■ Problem description ■
Please filter the entries and return only the lines that include "VerifyingKey".

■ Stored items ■

···

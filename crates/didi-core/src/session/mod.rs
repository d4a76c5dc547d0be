pub mod state;

pub use state::{MenuState, SessionState, SubflowKind};
//! Ed25519 signing keypair.

use base64::Engine as _;
use base64::engine::general_purpose::STANDARD;
use didi_core::error::{DidiError, Result};
use didi_core::identity::IdentityRecord;
use ed25519_dalek::{Signature, Signer, SigningKey, Verifier, VerifyingKey};

/// The agent's signing keypair.
///
/// Secret material is zeroized by `ed25519-dalek` when the key is dropped.
pub struct SigningKeyPair {
    signing_key: SigningKey,
}

impl SigningKeyPair {
    /// Generate random keypair.
    pub fn generate() -> Self {
        Self {
            signing_key: SigningKey::generate(&mut rand::thread_rng()),
        }
    }

    /// Rebuilds the keypair from a stored private key (base64 of the 32-byte seed).
    ///
    /// Fails with `InvalidKey` when the text is not base64 or not a 32-byte seed.
    pub fn from_private_key_text(text: &str) -> Result<Self> {
        let bytes = STANDARD
            .decode(text.trim())
            .map_err(|e| DidiError::invalid_key(format!("private key is not base64: {}", e)))?;
        let seed: [u8; 32] = bytes
            .try_into()
            .map_err(|b: Vec<u8>| DidiError::invalid_key(format!("private key must be 32 bytes, got {}", b.len())))?;

        Ok(Self {
            signing_key: SigningKey::from_bytes(&seed),
        })
    }

    pub fn public_key_text(&self) -> String {
        STANDARD.encode(self.signing_key.verifying_key().to_bytes())
    }

    pub fn private_key_text(&self) -> String {
        STANDARD.encode(self.signing_key.to_bytes())
    }

    pub fn to_identity_record(&self) -> IdentityRecord {
        IdentityRecord {
            public_key: self.public_key_text(),
            private_key: self.private_key_text(),
        }
    }

    /// Sign a message (deterministic - no RNG needed).
    pub fn sign(&self, message: &[u8]) -> [u8; 64] {
        self.signing_key.sign(message).to_bytes()
    }

    /// Signs `message` and returns the signature in base64.
    pub fn sign_base64(&self, message: &[u8]) -> String {
        STANDARD.encode(self.sign(message))
    }
}

/// Verifies a base64 signature against a base64 public key.
pub fn verify_base64(public_key: &str, message: &[u8], signature: &str) -> Result<()> {
    let key: [u8; 32] = STANDARD
        .decode(public_key)?
        .try_into()
        .map_err(|_| DidiError::invalid_key("public key must be 32 bytes"))?;
    let verifying_key = VerifyingKey::from_bytes(&key).map_err(|e| DidiError::invalid_key(e.to_string()))?;

    let signature: [u8; 64] = STANDARD
        .decode(signature)?
        .try_into()
        .map_err(|_| DidiError::Security("signature must be 64 bytes".to_string()))?;

    verifying_key
        .verify(message, &Signature::from_bytes(&signature))
        .map_err(|_| DidiError::Security("signature verification failed".to_string()))
}
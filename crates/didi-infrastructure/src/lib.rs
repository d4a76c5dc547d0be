pub mod config_service;
pub mod local_runtime;
pub mod paths;
pub mod storage;

pub use crate::config_service::ConfigService;
pub use crate::local_runtime::{LocalAgentRuntime, LocalRuntimeFactory};
pub use crate::paths::DidiPaths;
pub use crate::storage::FileRecordStorage;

···

■ Solution for this exercise ■
use ed25519_dalek::{Signature, Signer, SigningKey, Verifier, VerifyingKey};
    let verifying_key = VerifyingKey::from_bytes(&key).map_err(|e| DidiError::invalid_key(e.to_string()))?;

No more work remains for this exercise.